▶ **Data for analysis**

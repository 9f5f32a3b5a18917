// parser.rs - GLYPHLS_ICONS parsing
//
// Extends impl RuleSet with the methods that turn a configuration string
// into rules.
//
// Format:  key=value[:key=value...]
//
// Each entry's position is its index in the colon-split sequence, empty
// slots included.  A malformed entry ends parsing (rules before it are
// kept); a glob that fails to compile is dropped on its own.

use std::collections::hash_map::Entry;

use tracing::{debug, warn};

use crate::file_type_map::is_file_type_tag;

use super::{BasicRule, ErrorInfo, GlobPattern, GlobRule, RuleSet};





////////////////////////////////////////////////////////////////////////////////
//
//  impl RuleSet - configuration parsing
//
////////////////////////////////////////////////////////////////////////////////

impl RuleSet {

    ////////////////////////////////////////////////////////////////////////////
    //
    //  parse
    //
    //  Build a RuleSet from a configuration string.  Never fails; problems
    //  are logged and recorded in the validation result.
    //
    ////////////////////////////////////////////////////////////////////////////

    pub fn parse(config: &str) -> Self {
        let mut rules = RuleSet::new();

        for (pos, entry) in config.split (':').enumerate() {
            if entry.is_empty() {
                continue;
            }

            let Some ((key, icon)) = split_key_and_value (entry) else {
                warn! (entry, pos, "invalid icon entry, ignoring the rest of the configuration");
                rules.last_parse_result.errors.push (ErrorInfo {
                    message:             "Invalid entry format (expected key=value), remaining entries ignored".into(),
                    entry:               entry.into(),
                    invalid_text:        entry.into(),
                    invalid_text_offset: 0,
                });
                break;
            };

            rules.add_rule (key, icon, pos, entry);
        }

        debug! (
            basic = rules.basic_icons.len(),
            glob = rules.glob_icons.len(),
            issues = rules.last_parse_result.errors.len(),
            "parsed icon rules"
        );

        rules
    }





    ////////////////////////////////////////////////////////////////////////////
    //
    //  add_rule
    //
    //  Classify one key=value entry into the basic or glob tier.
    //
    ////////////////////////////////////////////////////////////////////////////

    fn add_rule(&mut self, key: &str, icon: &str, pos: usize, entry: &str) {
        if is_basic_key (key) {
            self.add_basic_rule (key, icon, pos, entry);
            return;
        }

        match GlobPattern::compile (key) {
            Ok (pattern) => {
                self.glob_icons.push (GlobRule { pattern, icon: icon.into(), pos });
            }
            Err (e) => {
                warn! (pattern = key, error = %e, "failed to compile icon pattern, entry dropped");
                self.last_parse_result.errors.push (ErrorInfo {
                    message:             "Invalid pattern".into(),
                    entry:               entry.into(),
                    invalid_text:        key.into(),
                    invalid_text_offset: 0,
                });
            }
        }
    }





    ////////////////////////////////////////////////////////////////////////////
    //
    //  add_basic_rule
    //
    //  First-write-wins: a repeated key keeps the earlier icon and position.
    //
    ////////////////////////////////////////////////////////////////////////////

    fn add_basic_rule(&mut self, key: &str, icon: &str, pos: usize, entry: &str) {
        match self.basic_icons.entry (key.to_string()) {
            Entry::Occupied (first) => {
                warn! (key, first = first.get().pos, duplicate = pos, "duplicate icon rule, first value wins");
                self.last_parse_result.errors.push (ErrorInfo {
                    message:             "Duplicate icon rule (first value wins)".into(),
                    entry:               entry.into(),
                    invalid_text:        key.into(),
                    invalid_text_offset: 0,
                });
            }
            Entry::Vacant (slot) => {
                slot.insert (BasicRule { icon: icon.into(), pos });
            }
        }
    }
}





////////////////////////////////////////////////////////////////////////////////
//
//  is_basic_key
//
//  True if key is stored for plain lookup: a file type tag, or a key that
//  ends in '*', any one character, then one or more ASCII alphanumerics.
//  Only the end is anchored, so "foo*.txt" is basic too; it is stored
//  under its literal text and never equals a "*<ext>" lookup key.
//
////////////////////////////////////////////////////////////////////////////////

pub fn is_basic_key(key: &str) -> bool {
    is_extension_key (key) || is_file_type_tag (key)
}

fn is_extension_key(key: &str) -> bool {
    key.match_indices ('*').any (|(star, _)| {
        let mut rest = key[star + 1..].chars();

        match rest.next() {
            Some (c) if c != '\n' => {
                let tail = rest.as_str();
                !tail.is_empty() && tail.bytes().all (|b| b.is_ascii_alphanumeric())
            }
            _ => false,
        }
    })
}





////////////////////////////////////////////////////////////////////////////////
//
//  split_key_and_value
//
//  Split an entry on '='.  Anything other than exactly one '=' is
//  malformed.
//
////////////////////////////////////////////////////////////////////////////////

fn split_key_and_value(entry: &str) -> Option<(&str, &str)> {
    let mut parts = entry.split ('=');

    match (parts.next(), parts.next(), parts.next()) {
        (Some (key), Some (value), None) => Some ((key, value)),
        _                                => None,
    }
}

▶ **Exercise prompt**
The line containing "key.match_indices ('*').any (|(star, _)|" and every line after it, up to and including the last line of the records, should be reproduced exactly, with nothing else.

▶ **Final answer**
    key.match_indices ('*').any (|(star, _)| {
        let mut rest = key[star + 1..].chars();

        match rest.next() {
            Some (c) if c != '\n' => {
                let tail = rest.as_str();
                !tail.is_empty() && tail.bytes().all (|b| b.is_ascii_alphanumeric())
            }
            _ => false,
        }
    })
}





////////////////////////////////////////////////////////////////////////////////
//
//  split_key_and_value
//
//  Split an entry on '='.  Anything other than exactly one '=' is
//  malformed.
//
////////////////////////////////////////////////////////////////////////////////

fn split_key_and_value(entry: &str) -> Option<(&str, &str)> {
    let mut parts = entry.split ('=');

    match (parts.next(), parts.next(), parts.next()) {
        (Some (key), Some (value), None) => Some ((key, value)),
        _                                => None,
    }
}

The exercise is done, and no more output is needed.